• _EXERCISE GOAL_
Pick out every line in the data below that holds "Result".

──────── DATA SHOWN ────────

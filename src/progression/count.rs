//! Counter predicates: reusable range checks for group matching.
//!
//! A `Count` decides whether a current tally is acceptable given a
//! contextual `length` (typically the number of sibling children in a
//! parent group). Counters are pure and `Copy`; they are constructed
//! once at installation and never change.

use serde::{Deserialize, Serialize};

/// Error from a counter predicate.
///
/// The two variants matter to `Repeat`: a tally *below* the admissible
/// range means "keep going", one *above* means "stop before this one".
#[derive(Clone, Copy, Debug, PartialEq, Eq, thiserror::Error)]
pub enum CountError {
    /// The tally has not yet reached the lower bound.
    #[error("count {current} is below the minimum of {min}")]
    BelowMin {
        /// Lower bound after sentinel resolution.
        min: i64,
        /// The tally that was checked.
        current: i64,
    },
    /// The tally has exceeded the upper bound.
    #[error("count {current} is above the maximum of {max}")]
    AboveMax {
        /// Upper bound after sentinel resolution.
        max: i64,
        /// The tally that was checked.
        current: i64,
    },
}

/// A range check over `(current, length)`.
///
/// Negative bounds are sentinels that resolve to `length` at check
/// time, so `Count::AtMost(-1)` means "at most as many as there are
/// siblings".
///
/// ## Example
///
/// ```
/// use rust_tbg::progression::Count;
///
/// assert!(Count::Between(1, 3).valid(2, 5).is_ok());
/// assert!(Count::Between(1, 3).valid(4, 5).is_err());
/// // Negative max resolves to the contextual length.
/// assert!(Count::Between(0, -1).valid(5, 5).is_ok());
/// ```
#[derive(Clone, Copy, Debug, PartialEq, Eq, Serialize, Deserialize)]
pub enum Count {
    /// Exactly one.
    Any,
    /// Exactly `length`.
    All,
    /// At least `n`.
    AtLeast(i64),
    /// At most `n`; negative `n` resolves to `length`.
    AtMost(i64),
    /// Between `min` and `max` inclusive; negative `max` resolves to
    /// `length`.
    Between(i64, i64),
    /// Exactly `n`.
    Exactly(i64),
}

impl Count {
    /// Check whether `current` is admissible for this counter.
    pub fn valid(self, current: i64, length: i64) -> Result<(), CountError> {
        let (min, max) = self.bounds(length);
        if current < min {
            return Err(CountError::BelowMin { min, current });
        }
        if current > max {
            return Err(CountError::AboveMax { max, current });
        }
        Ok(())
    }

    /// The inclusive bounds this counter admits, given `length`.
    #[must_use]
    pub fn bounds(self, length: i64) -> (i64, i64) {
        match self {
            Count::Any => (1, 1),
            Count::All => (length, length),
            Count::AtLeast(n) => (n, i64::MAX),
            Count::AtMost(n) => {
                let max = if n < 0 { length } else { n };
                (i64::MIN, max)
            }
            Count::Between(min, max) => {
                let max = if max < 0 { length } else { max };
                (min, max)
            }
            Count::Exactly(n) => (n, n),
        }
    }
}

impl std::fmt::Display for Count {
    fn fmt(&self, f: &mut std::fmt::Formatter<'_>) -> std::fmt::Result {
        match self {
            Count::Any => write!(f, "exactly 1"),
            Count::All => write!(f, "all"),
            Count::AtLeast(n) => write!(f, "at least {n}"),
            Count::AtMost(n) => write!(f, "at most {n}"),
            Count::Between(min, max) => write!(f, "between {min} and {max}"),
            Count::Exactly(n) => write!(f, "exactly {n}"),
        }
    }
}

────────

• _EXERCISE RESPONSE_
    pub fn valid(self, current: i64, length: i64) -> Result<(), CountError> {
    fn fmt(&self, f: &mut std::fmt::Formatter<'_>) -> std::fmt::Result {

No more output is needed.